A similar random-effect multilevel logistic regression approach was also used to more closely examine the association between patient demographic factors and specific reasons for non-recruitment (objective 3). In this analysis, for each reason in turn, we systematically compared the patients not recruited due to each reason to the patients not recruited for all other reasons combined (eg, non-recruitment due to late arrival, vs non-recruitment for all other reasons; see figure 3, analysis 2). ORs>1 indicate the increased likelihood of non-recruitment due to a specific reason and ORs<1 indicate the decreased likelihood of non-recruitment due to that reason.

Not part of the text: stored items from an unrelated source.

impl Store {
    pub fn new() -> Self {
        Self::default()
    }

    /// Read-lock every table in the global order.
    pub async fn snapshot(&self) -> Snapshot<'_> {
        let users = self.users.read().await;
        let organizations = self.organizations.read().await;
        let teams = self.teams.read().await;
        let role_definitions = self.role_definitions.read().await;
        let user_assignments = self.user_assignments.read().await;
        let team_assignments = self.team_assignments.read().await;

        Snapshot {
            users,
            organizations,
            teams,
            role_definitions,
            user_assignments,
            team_assignments,
        }
    }

    // Users

    pub async fn list_users(&self) -> Vec<User> {
        self.users.read().await.values().cloned().collect()
    }

    pub async fn get_user(&self, id: i64) -> Option<User> {
        self.users.read().await.get(id).cloned()
    }

    pub async fn find_user_by_username(&self, username: &str) -> Option<User> {
        self.users
            .read()
            .await
            .values()
            .find(|u| u.username == username)
            .cloned()
    }

    pub async fn create_user(&self, req: CreateUserRequest) -> Result<User, ServiceError> {
        if req.username.is_empty() {
            return Err(ServiceError::InvalidInput(
                "username can not be blank.".to_string(),
            ));
        }

        let mut users = self.users.write().await;
        if users.values().any(|u| u.username == req.username) {
            return Err(ServiceError::Conflict("User already exists".to_string()));
        }

        let user = User {
            id: users.next_id(),
            username: req.username,
            password: req.password,
            first_name: req.first_name,
            last_name: req.last_name,
            email: req.email,
            is_superuser: req.is_superuser,
            sub: Uuid::new_v4().to_string(),
        };
        users.insert(user.id, user.clone());

        Ok(user)
    }

    pub async fn update_user(
        &self,
        id: i64,
        patch: UpdateUserRequest,
    ) -> Result<User, ServiceError> {
        let mut users = self.users.write().await;

        if let Some(username) = patch.username.as_deref().filter(|u| !u.is_empty()) {
            if users.values().any(|u| u.username == username && u.id != id) {
                return Err(ServiceError::Conflict("User already exists".to_string()));
            }
        }

        let user = users
            .get_mut(id)
            .ok_or_else(|| ServiceError::NotFound("User".to_string()))?;
        patch.apply(user);

        Ok(user.clone())
    }

    /// Remove the user's role assignments, then tombstone the user.
    pub async fn delete_user(&self, id: i64) -> Result<User, ServiceError> {
        let mut users = self.users.write().await;
        let mut user_assignments = self.user_assignments.write().await;

        if !users.contains(id) {
            return Err(ServiceError::NotFound("User".to_string()));
        }

        user_assignments.remove_where(|a| a.user == id);
        users
            .remove(id)
            .ok_or_else(|| ServiceError::NotFound("User".to_string()))
    }

    // Organizations

    pub async fn list_organizations(&self) -> Vec<Organization> {
        self.organizations.read().await.values().cloned().collect()
    }

    pub async fn get_organization(&self, id: i64) -> Option<Organization> {
        self.organizations.read().await.get(id).cloned()
    }

    pub async fn create_organization(&self, name: &str) -> Result<Organization, ServiceError> {
        if name.is_empty() {
            return Err(ServiceError::InvalidInput(
                "Org name can not be blank".to_string(),
            ));
        }

        let mut organizations = self.organizations.write().await;
        if organizations.values().any(|o| o.answers_to(name)) {
            return Err(ServiceError::Conflict(
                "org name is already taken".to_string(),
            ));
        }

        let org = Organization {
            id: organizations.next_id(),
            ansible_id: Uuid::new_v4().to_string(),
            name: name.to_string(),
            code_name: name.to_string(),
        };
        organizations.insert(org.id, org.clone());

        Ok(org)
    }

    /// Delete the organization's teams, then every assignment that targets
    /// the organization, then tombstone the organization.
    pub async fn delete_organization(&self, id: i64) -> Result<Organization, ServiceError> {
        let mut organizations = self.organizations.write().await;
        let mut teams = self.teams.write().await;
        let mut user_assignments = self.user_assignments.write().await;
        let mut team_assignments = self.team_assignments.write().await;

        if !organizations.contains(id) {
            return Err(ServiceError::NotFound("Organization".to_string()));
        }

        let owned: Vec<i64> = teams
            .values()
            .filter(|t| t.organization == id)
            .map(|t| t.id)
            .collect();
        for team_id in owned {
            cascade_team(
                team_id,
                &mut teams,
                &mut user_assignments,
                &mut team_assignments,
            );
        }

        let target = Some(ObjectRef::Organization(id));
        user_assignments.remove_where(|a| a.object == target);
        team_assignments.remove_where(|a| a.object == target);

        organizations
            .remove(id)
            .ok_or_else(|| ServiceError::NotFound("Organization".to_string()))
    }

    // Teams

    pub async fn list_teams(&self) -> Vec<Team> {
        self.teams.read().await.values().cloned().collect()
    }

    pub async fn get_team(&self, id: i64) -> Option<Team> {
        self.teams.read().await.get(id).cloned()
    }

    pub async fn create_team(&self, req: CreateTeamRequest) -> Result<Team, ServiceError> {
        if req.name.is_empty() {
            return Err(ServiceError::InvalidInput(
                "Team name can not be blank".to_string(),
            ));
        }

        let organizations = self.organizations.read().await;
        let mut teams = self.teams.write().await;

        if !organizations.contains(req.organization) {
            return Err(ServiceError::InvalidInput(format!(
                "organization {} does not exist",
                req.organization
            )));
        }
        if teams.values().any(|t| t.name == req.name) {
            return Err(ServiceError::Conflict("Team already exists".to_string()));
        }

        let team = Team {
            id: teams.next_id(),
            ansible_id: Uuid::new_v4().to_string(),
            name: req.name,
            organization: req.organization,
        };
        teams.insert(team.id, team.clone());

        Ok(team)
    }

    /// Remove the team's role assignments, then tombstone the team.
    pub async fn delete_team(&self, id: i64) -> Result<Team, ServiceError> {
        let mut teams = self.teams.write().await;
        let mut user_assignments = self.user_assignments.write().await;
        let mut team_assignments = self.team_assignments.write().await;

        cascade_team(id, &mut teams, &mut user_assignments, &mut team_assignments)
            .ok_or_else(|| ServiceError::NotFound("Team".to_string()))
    }

    /// Grant "Team Member" on the team to each user. Existing grants are reused.
    pub async fn associate_users(
        &self,
        team_id: i64,
        user_ids: &[i64],
    ) -> Result<Vec<RoleUserAssignment>, ServiceError> {
        let users = self.users.read().await;
        let teams = self.teams.read().await;
        let role_definitions = self.role_definitions.read().await;
        let mut user_assignments = self.user_assignments.write().await;

        if !teams.contains(team_id) {
            return Err(ServiceError::NotFound("Team".to_string()));
        }
        let role = role_definitions
            .values()
            .find(|r| r.kind() == RoleKind::TeamMember)
            .ok_or_else(|| ServiceError::NotFound("Team Member role definition".to_string()))?;
        if let Some(missing) = user_ids.iter().find(|id| !users.contains(**id)) {
            return Err(ServiceError::InvalidInput(format!(
                "user {} does not exist",
                missing
            )));
        }

        Ok(user_ids
            .iter()
            .map(|user_id| {
                grant_user_role(
                    &mut user_assignments,
                    *user_id,
                    role.id,
                    Some(ObjectRef::Team(team_id)),
                )
                .0
            })
            .collect())
    }

    // Roles

    pub async fn list_role_definitions(&self) -> Vec<RoleDefinition> {
        self.role_definitions.read().await.values().cloned().collect()
    }

    pub async fn list_user_assignments(&self) -> Vec<RoleUserAssignment> {
        self.user_assignments.read().await.values().cloned().collect()
    }

    pub async fn list_team_assignments(&self) -> Vec<RoleTeamAssignment> {
        self.team_assignments.read().await.values().cloned().collect()
    }

    /// Returns the assignment and whether it was newly created.
    pub async fn create_user_assignment(
        &self,
        req: CreateRoleUserAssignmentRequest,
    ) -> Result<(RoleUserAssignment, bool), ServiceError> {
        let users = self.users.read().await;
        let organizations = self.organizations.read().await;
        let teams = self.teams.read().await;
        let role_definitions = self.role_definitions.read().await;
        let mut user_assignments = self.user_assignments.write().await;

        if !users.contains(req.user) {
            return Err(ServiceError::InvalidInput(format!(
                "user {} does not exist",
                req.user
            )));
        }
        let role = role_definitions.get(req.role_definition).ok_or_else(|| {
            ServiceError::InvalidInput(format!(
                "role definition {} does not exist",
                req.role_definition
            ))
        })?;
        let object = resolve_object(
            role,
            req.object_id,
            req.content_type.as_deref(),
            &organizations,
            &teams,
        )?;

        Ok(grant_user_role(
            &mut user_assignments,
            req.user,
            role.id,
            object,
        ))
    }

    pub async fn delete_user_assignment(&self, id: i64) -> Result<RoleUserAssignment, ServiceError> {
        self.user_assignments
            .write()
            .await
            .remove(id)
            .ok_or_else(|| ServiceError::NotFound("Role user assignment".to_string()))
    }

    /// Returns the assignment and whether it was newly created.
    pub async fn create_team_assignment(
        &self,
        req: CreateRoleTeamAssignmentRequest,
    ) -> Result<(RoleTeamAssignment, bool), ServiceError> {
        let organizations = self.organizations.read().await;
        let teams = self.teams.read().await;
        let role_definitions = self.role_definitions.read().await;
        let mut team_assignments = self.team_assignments.write().await;

        if !teams.contains(req.team) {
            return Err(ServiceError::InvalidInput(format!(
                "team {} does not exist",
                req.team
            )));
        }
        let role = role_definitions.get(req.role_definition).ok_or_else(|| {
            ServiceError::InvalidInput(format!(
                "role definition {} does not exist",
                req.role_definition
            ))
        })?;
        let object = resolve_object(
            role,
            req.object_id,
            req.content_type.as_deref(),
            &organizations,
            &teams,
        )?;

        if let Some(existing) = team_assignments.values().find(|a| {
            a.team == req.team && a.role_definition == role.id && a.object == object
        }) {
            return Ok((existing.clone(), false));
        }

        let assignment = RoleTeamAssignment {
            id: team_assignments.next_id(),
            team: req.team,
            role_definition: role.id,
            object,
        };
        team_assignments.insert(assignment.id, assignment.clone());

        Ok((assignment, true))
    }

    pub async fn delete_team_assignment(&self, id: i64) -> Result<RoleTeamAssignment, ServiceError> {
        self.team_assignments
            .write()
            .await
            .remove(id)
            .ok_or_else(|| ServiceError::NotFound("Role team assignment".to_string()))
    }
}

All statistical analyses were performed using STATA-IC.

To achieve objective 4, we examined the heterogeneity in the individual reasons for non-recruitment between recruiting sites and countries, as well as the effect of the time on recruitment patterns. The between-centre and between-country heterogeneity was estimated using intraclass correlation coefficients (ICCs) generated by the respective random-effect logistic regression models. In this analysis, England, Scotland, Northern Ireland and Wales were treated as individual countries, resulting in eight countries included in the analysis. The possible values of ICC are between 0% and 100%. The ICC value indicates the proportion of the variance in the propensity of a specific outcome that can be attributed to sites or countries (eg, the proportion of the variance in the propensity of being non-recruited due to late arrival as opposed to other reasons that can be attributed to sites). In other words, higher values of the ICC signify larger between-site heterogeneity and lower values are indicative of the lower influence of site-specific or country-specific factors on recruitment patterns.

Results

Site characteristics

Of the 44 sites recruiting, most sites included were metropolitan (n=37), with 6 regional and 1 rural. The number of admissions per year ranged from 33 to 793. Ward size (number of beds open at the time of review) ranged from 8 to 77, with between 1 and 54 dedicated stroke beds. All sites had a geographically defined stroke unit, a coordinated multidisciplinary stroke team and access to a CT scanner, with 20 sites having onsite access to neurosurgery. Eleven sites were classified as a stand-alone stroke unit, whereas the majority of sites (n=33) had dedicated stroke beds within a larger neurology or mixed medical ward. One site described itself as following an intensive care model, 22 as acute stroke unit models and 21 as comprehensive stroke unit models. Patients were screened between July 2006 and December 2011.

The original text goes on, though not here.